### [Requirement]
The word to look for is "trim". Report every line of the entries below that has it.

[Given data — start]

//! Library search handler

use anyhow::Context;

use crate::state::AppState;
use crate::stores::Location;
use crate::stores::search::LIBRARY_PATH;

pub async fn cmd_search(state: &AppState, query: &str, page: u32, resume: bool) -> anyhow::Result<()> {
    let search = state.search_store();

    if resume && search.restore_from_storage(&Location::new(LIBRARY_PATH)) {
        println!("Restored search for \"{}\"", search.query());
    } else if query.trim().is_empty() {
        println!("Usage: ikuyo search <query>");
        println!("Example: ikuyo search \"Frieren\"");
        return Ok(());
    }

    if !query.trim().is_empty() && query != search.query() {
        search.set_query(query);
        search
            .perform_search(page)
            .await
            .with_context(|| format!("Search for \"{query}\" failed"))?;
    } else if search.pagination().current_page != page && !search.go_to_page(page).await? {
        println!("Page {page} is out of range.");
    }
    search.flush();

    let results = search.results();
    let pagination = search.pagination();
    if results.is_empty() {
        println!("No results for \"{}\".", search.query());
        return Ok(());
    }

    println!(
        "Results for \"{}\" ({} total, page {}/{})",
        search.query(),
        pagination.total,
        pagination.current_page,
        pagination.total_pages
    );
    println!("{:-<70}", "");
    for item in &results {
        println!("  [{:>6}] {}", item.id, item.display_name());
        if !item.air_date.is_empty() {
            println!("           aired {}", item.air_date);
        }
    }

    if pagination.total_pages > 1 {
        let pages: Vec<String> = search
            .visible_pages()
            .iter()
            .map(|p| {
                if *p == pagination.current_page {
                    format!("[{p}]")
                } else {
                    p.to_string()
                }
            })
            .collect();
        println!();
        println!("Pages: {}", pages.join(" "));
    }
    println!();
    println!("Open one with: ikuyo info <id> --from {LIBRARY_PATH}");

    Ok(())
}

[Given data — finish]

### [Solution to the problem]
    } else if query.trim().is_empty() {
    if !query.trim().is_empty() && query != search.query() {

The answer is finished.